### WHAT IS EXPECTED
Your reply should hold only the lines from the records below where "anyhow" occurs.

### RECORDS FOR PROCESSING
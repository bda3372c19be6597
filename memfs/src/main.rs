use memfs::{MemFs, DEFAULT_NODE_LIMIT};

use std::str::FromStr;

use anyhow::{anyhow, Context, Result};
use async_std::task;
use libfs::loopback::LoopbackVfs;
use libfs::types::{DevHandle, FsHandle, FsIndex, FsInfo};
use libfs::{LookupFlags, Server};
use structopt::StructOpt;
use tracing::debug;

#[derive(Debug, StructOpt)]
struct Args {
    #[structopt(long, default_value = "1", help = "The device to mount")]
    device: u32,

    #[structopt(long, default_value = "1", help = "The filesystem handle VFS assigns")]
    fs_handle: u32,

    #[structopt(long, help = "The maximum number of nodes [default: 4096]")]
    max_nodes: Option<usize>,

    #[structopt(
        name = "STEP",
        help = "Lookups to run, as [FLAG,...:]PATH with FLAG one of \
                file, dir, excl, create, link=INDEX, unlink, parent"
    )]
    steps: Vec<Step>,
}

/// A lookup to run
#[derive(Debug)]
struct Step {
    flags: LookupFlags,
    index: FsIndex,
    path: String,
}

impl FromStr for Step {
    type Err = anyhow::Error;

    fn from_str(s: &str) -> Result<Self> {
        let (flag_list, path) = if s.starts_with('/') {
            ("", s)
        } else {
            s.split_once(':')
                .ok_or_else(|| anyhow!("expected [FLAG,...:]PATH, got {:?}", s))?
        };

        let mut flags = LookupFlags::empty();
        let mut index = FsIndex(0);
        for flag in flag_list.split(',').filter(|f| !f.is_empty()) {
            flags |= match flag {
                "file" => LookupFlags::FILE,
                "dir" => LookupFlags::DIRECTORY,
                "excl" => LookupFlags::EXCLUSIVE,
                "create" => LookupFlags::CREATE,
                "unlink" => LookupFlags::UNLINK,
                "parent" => LookupFlags::PARENT,
                _ => {
                    let raw = flag
                        .strip_prefix("link=")
                        .ok_or_else(|| anyhow!("unknown lookup flag {:?}", flag))?;
                    index = FsIndex(raw.parse().context("invalid link index")?);
                    LookupFlags::LINK
                }
            };
        }

        Ok(Self {
            flags,
            index,
            path: path.to_owned(),
        })
    }
}

fn setup_tracing() {
    use tracing_error::ErrorLayer;
    use tracing_subscriber::{fmt, prelude::*, EnvFilter};

    tracing_subscriber::registry()
        .with(EnvFilter::from_default_env())
        .with(fmt::layer().pretty().with_writer(std::io::stderr))
        .with(ErrorLayer::default())
        .init();
}

fn main() -> Result<()> {
    setup_tracing();
    let args = Args::from_args();
    task::block_on(run(args))?;
    Ok(())
}

#[allow(clippy::unit_arg)]
#[tracing::instrument(err)]
async fn run(args: Args) -> Result<()> {
    let fs = MemFs::with_node_limit(args.max_nodes.unwrap_or(DEFAULT_NODE_LIMIT));
    let vfs = LoopbackVfs::new(FsHandle(args.fs_handle));

    let server = Server::register(FsInfo::new("memfs")?, fs)
        .initialize(&vfs)
        .await
        .context("failed to register memfs")?;
    debug!(fs_handle = %server.fs_handle(), "registered");
    let server = task::spawn(server.run());

    let dev = DevHandle(args.device);
    let root = vfs.mounted(dev).await?;
    debug!(?root, "mounted");

    for step in &args.steps {
        let ret = vfs.lookup(&step.path, dev, step.flags, step.index).await;
        match ret {
            Ok(reply) => println!("{:?} {} => {:?}", step.flags, step.path, reply),
            Err(errno) => println!("{:?} {} => {}", step.flags, step.path, errno),
        }
    }

    vfs.hang_up();
    server.await?;

    Ok(())
}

### ANSWER BELOW
use anyhow::{anyhow, Context, Result};
    type Err = anyhow::Error;
                .ok_or_else(|| anyhow!("expected [FLAG,...:]PATH, got {:?}", s))?
                        .ok_or_else(|| anyhow!("unknown lookup flag {:?}", flag))?;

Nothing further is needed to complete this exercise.